Le terrain le plus sensible reste celui de la définition de ce qui constitue une menace, un préjudice ou un abus. Le respect des autres implique de ne pas diffuser de propos haineux, harcelants ou discriminatoires. Les nouvelles règles interdisent notamment les deepfakes exploitant l’image d’une personne, ainsi que tout contenu incitant à la haine ou à la discrimination fondée sur la race, la religion, l’orientation sexuelle, le genre ou le handicap. Bluesky a déjà rencontré des tensions dans ce domaine. Par le passé, certaines décisions de modération ont tendu ses relations avec la communauté noire, et d’autres avec la communauté trans. Plus récemment, le réseau social a été accusé d’adopter une ligne éditoriale trop marquée à gauche, ce qui aurait contribué à créer un climat peu tolérant envers les opinions divergentes et à réduire l’humour dans les échanges.

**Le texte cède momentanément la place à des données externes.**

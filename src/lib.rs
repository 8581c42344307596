// Muster: membership-eligibility vetting for Roblox accounts.
//
// This is the library root. Each module corresponds to a stage of the
// verification pipeline: fetch signals, evaluate rules, aggregate a verdict.

pub mod blacklist;
pub mod checks;
pub mod config;
pub mod output;
pub mod pipeline;
pub mod report;
pub mod roblox;
// JSON report artifact — the persistable record of one verification run.

use std::fs;
use std::path::Path;

use anyhow::{Context, Result};
use chrono::{DateTime, Utc};
use serde::Serialize;

use crate::pipeline::Verification;

/// Longest filename `safe_filename` will produce.
const MAX_FILENAME_LEN: usize = 200;

/// The downloadable report object. Field names match the artifact format
/// the review team already consumes.
#[derive(Debug, Serialize)]
pub struct VerificationReport {
    pub user_id: u64,
    #[serde(rename = "displayName")]
    pub display_name: Option<String>,
    pub username: String,
    pub instant_dismissals: Vec<String>,
    pub red_flags: Vec<String>,
    pub groups_count: usize,
    pub friend_count: Option<u64>,
    pub generated_at: DateTime<Utc>,
}

impl VerificationReport {
    pub fn from_verification(v: &Verification) -> Self {
        Self {
            user_id: v.user_id,
            display_name: v.display_name.clone(),
            username: v.username.clone(),
            instant_dismissals: v.instant_dismissals.clone(),
            red_flags: v.red_flags.clone(),
            groups_count: v.groups.len(),
            friend_count: v.friend_count,
            generated_at: v.generated_at,
        }
    }

    pub fn default_filename(&self) -> String {
        safe_filename(&format!("report_{}.json", self.user_id))
    }
}

/// Replace anything outside `[A-Za-z0-9_.-]` with `_` and cap the length.
pub fn safe_filename(name: &str) -> String {
    name.chars()
        .map(|c| {
            if c.is_ascii_alphanumeric() || matches!(c, '_' | '.' | '-') {
                c
            } else {
                '_'
            }
        })
        .take(MAX_FILENAME_LEN)
        .collect()
}

/// Write the report as pretty-printed JSON.
pub fn write_report(path: &Path, report: &VerificationReport) -> Result<()> {
    let json = serde_json::to_string_pretty(report).context("Failed to serialize report")?;
    fs::write(path, json).with_context(|| format!("Failed to write report to {}", path.display()))
}
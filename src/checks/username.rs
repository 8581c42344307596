// Username check.
//
// Exact impersonation matches and NSFW word hits are dismissals; the
// 'alt' substring and a high digit count are soft signals only. All
// comparisons run on the lower-cased username against sets that were
// lower-cased at config load.

use crate::config::Config;

/// Findings from the username check: at most one dismissal reason plus
/// any number of red flags.
#[derive(Debug, Clone, Default)]
pub struct UsernameFindings {
    pub dismissal: Option<String>,
    pub red_flags: Vec<String>,
}

pub fn check_username(username: &str, config: &Config) -> UsernameFindings {
    let username = username.to_lowercase();
    let mut findings = UsernameFindings::default();

    if username.contains("alt") {
        findings
            .red_flags
            .push("Username contains 'alt'.".to_string());
    }

    if config.impersonation_names.contains(&username) {
        findings.dismissal = Some("Username impersonates a BA member.".to_string());
    }

    // First matching word wins the message (impersonation takes precedence);
    // the scan still visits every word.
    for word in &config.nsfw_words {
        if !word.is_empty() && username.contains(word.as_str()) {
            findings
                .dismissal
                .get_or_insert_with(|| format!("Username contains offensive term: '{word}'."));
        }
    }

    let digits = username.chars().filter(|c| c.is_ascii_digit()).count();
    if digits >= config.username_digit_threshold {
        findings.red_flags.push(format!(
            "Username contains {digits} digits (>= {}).",
            config.username_digit_threshold
        ));
    }

    findings
}
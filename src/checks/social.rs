// Social-activity check — red flags only, runs after the dismissal gate.
//
// Friend count and group memberships arrive pre-fetched (the pipeline
// fetches each once and reuses them); badge data is pulled here because
// both badge operations short-circuit and the bounds belong with the scan.

use crate::config::Config;
use crate::roblox::badges::{self, Badge, BadgePages, PAGE_LIMIT};
use crate::roblox::groups::GroupMembership;

/// Red flags plus the badge data gathered along the way, kept for display.
#[derive(Debug, Default)]
pub struct SocialFindings {
    pub red_flags: Vec<String>,
    pub badge_count: u64,
    pub oldest_badges: Vec<Badge>,
}

/// Evaluate friend count, group breadth, and badge history.
///
/// An unknown friend count is its own flag — it is not treated as zero.
pub async fn check_social_activity<P: BadgePages + Sync>(
    friend_count: Option<u64>,
    groups: &[GroupMembership],
    badge_source: &P,
    config: &Config,
) -> SocialFindings {
    let mut findings = SocialFindings::default();

    match friend_count {
        None => findings
            .red_flags
            .push("Could not verify friend count.".to_string()),
        Some(count) if count < config.min_friend_count => findings.red_flags.push(format!(
            "Fewer than {} friends ({count}).",
            config.min_friend_count
        )),
        Some(_) => {}
    }

    let non_ba_count = groups
        .iter()
        .filter(|g| !config.ba_group_ids.contains(&g.group_id))
        .count();
    if non_ba_count < config.min_non_ba_group_count {
        findings.red_flags.push(format!(
            "Fewer than {} non-BA groups ({non_ba_count}).",
            config.min_non_ba_group_count
        ));
    }

    findings.badge_count =
        badges::count_total(badge_source, config.min_badge_count, config.max_badge_pages).await;
    if findings.badge_count < config.min_badge_count {
        findings.red_flags.push(format!(
            "Fewer than {} badges ({} total).",
            config.min_badge_count, findings.badge_count
        ));
    }

    // Scan the oldest badges for prior BA involvement; first hit is enough.
    let scan_limit = config.oldest_badges_to_check.min(PAGE_LIMIT as usize);
    findings.oldest_badges =
        badges::collect_oldest(badge_source, scan_limit, config.max_badge_pages).await;
    for badge in &findings.oldest_badges {
        if config.ba_badge_ids.contains(&badge.id) {
            findings.red_flags.push(format!(
                "BA-related badge found among oldest badges (ID: {}).",
                badge.id
            ));
            break;
        }
    }

    findings
}
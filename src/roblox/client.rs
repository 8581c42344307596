// Shared HTTP client for the Roblox public APIs.
//
// A thin reqwest wrapper with a bounded per-request timeout, a fixed
// identifying User-Agent, and a retry loop: transient upstream statuses
// (429 and the common 5xx gateway codes) are retried with exponential
// backoff plus jitter, capped at a small attempt count. One client is
// built per process and shared by every fetcher.

use std::time::Duration;

use anyhow::{Context, Result};
use reqwest::StatusCode;
use serde::de::DeserializeOwned;
use serde_json::Value;
use tracing::{debug, warn};

/// Identifying request header sent with every call.
pub const USER_AGENT: &str = "muster/0.1 (roblox-user-verifier)";

/// Maximum number of retry attempts after the initial request.
const MAX_RETRIES: u32 = 2;

/// Base delay for exponential backoff (doubles each retry).
const BASE_BACKOFF: Duration = Duration::from_millis(300);

/// Maximum backoff delay to cap exponential growth.
const MAX_BACKOFF: Duration = Duration::from_secs(8);

/// Statuses worth retrying: rate limiting and transient gateway failures.
fn is_retryable(status: StatusCode) -> bool {
    matches!(status.as_u16(), 429 | 500 | 502 | 503 | 504)
}

/// HTTP client shared across all Roblox API fetchers.
pub struct RobloxClient {
    client: reqwest::Client,
}

impl RobloxClient {
    /// Build the client with the configured per-request timeout.
    pub fn new(timeout_secs: u64) -> Result<Self> {
        let client = reqwest::Client::builder()
            .user_agent(USER_AGENT)
            .timeout(Duration::from_secs(timeout_secs))
            .build()
            .context("Failed to build HTTP client")?;

        Ok(Self { client })
    }

    /// GET a JSON endpoint with query parameters and deserialize the response.
    pub async fn get_json<T: DeserializeOwned>(
        &self,
        url: &str,
        query: &[(&str, String)],
    ) -> Result<T> {
        debug!(url = url, "GET request");
        let response = self
            .send_with_retry(|| self.client.get(url).query(query))
            .await?;
        response
            .json::<T>()
            .await
            .with_context(|| format!("Failed to deserialize response from {url}"))
    }

    /// POST a JSON body and deserialize the response.
    pub async fn post_json<T: DeserializeOwned>(&self, url: &str, body: &Value) -> Result<T> {
        debug!(url = url, "POST request");
        let response = self
            .send_with_retry(|| self.client.post(url).json(body))
            .await?;
        response
            .json::<T>()
            .await
            .with_context(|| format!("Failed to deserialize response from {url}"))
    }

    /// GET a document and decode the body as text, replacing undecodable
    /// bytes rather than failing. Used for the live blacklist CSV.
    pub async fn get_text(&self, url: &str) -> Result<String> {
        debug!(url = url, "GET request (text)");
        let response = self.send_with_retry(|| self.client.get(url)).await?;
        let bytes = response
            .bytes()
            .await
            .with_context(|| format!("Failed to read response body from {url}"))?;
        Ok(String::from_utf8_lossy(&bytes).into_owned())
    }

    /// Send a request, retrying transient upstream statuses with backoff.
    ///
    /// The builder closure is invoked fresh for each attempt since a
    /// `RequestBuilder` is consumed by `send()`. Non-retryable failures and
    /// exhausted retries surface as errors; callers map those to absence.
    async fn send_with_retry<F>(&self, build: F) -> Result<reqwest::Response>
    where
        F: Fn() -> reqwest::RequestBuilder,
    {
        let mut attempt = 0u32;

        loop {
            match build().send().await {
                Ok(response) if response.status().is_success() => return Ok(response),
                Ok(response) if is_retryable(response.status()) && attempt < MAX_RETRIES => {
                    warn!(
                        status = %response.status(),
                        attempt = attempt + 1,
                        "Transient upstream status, backing off"
                    );
                }
                Ok(response) => {
                    let status = response.status();
                    let body = response.text().await.unwrap_or_default();
                    anyhow::bail!("Request returned {status}: {body}");
                }
                Err(e) => return Err(e).context("Request failed"),
            }

            attempt += 1;

            // Exponential backoff: base * 2^attempt, capped at MAX_BACKOFF.
            let backoff = BASE_BACKOFF.saturating_mul(1u32 << attempt).min(MAX_BACKOFF);

            // Add jitter: +/- 25% of the backoff to avoid thundering herd.
            // The nanosecond component of the current time provides enough
            // variation without pulling in `rand` for this alone.
            let nanos = std::time::SystemTime::now()
                .duration_since(std::time::UNIX_EPOCH)
                .unwrap_or_default()
                .subsec_nanos();
            let jitter = (nanos % 500) as f64 / 1000.0 - 0.25;
            let delay = backoff.mul_f64(1.0 + jitter);

            tokio::time::sleep(delay).await;
        }
    }
}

À ses débuts, Bluesky misait sur la personnalisation de la modération par les utilisateurs. La plateforme proposait des listes de blocage partagées, des services de modération optionnels et des outils de signalement adaptés à différents profils. Mais, dans la pratique, beaucoup ont préféré que la modération soit assurée directement par la plateforme, ce qui a conduit à des tensions avec l’équipe de confiance et sécurité, souvent critiquée lorsque ses décisions ne faisaient pas l’unanimité. En parallèle, elle a réécrit sa politique de confidentialité et sa politique sur les droits d’auteur afin de respecter les lois internationales sur la gestion des données, leur transfert, leur suppression, ainsi que sur les procédures de retrait de contenus et les obligations de transparence. Ces nouvelles versions entreront en vigueur le 15 septembre 2025, sans période de consultation publique.

Sous la pression réglementaire et face à une communauté aux attentes multiples, la plateforme tente de concilier liberté d’expression, sécurité et responsabilité. Le choix d’ouvrir la discussion avec les utilisateurs pourrait constituer un avantage décisif face à ses concurrents, à condition que ce dialogue se traduise par des actions concrètes et cohérentes. Reste à savoir si cette nouvelle approche permettra de créer l’espace d’échanges respectueux, diversifiés et dynamiques auquel Bluesky aspire depuis ses débuts.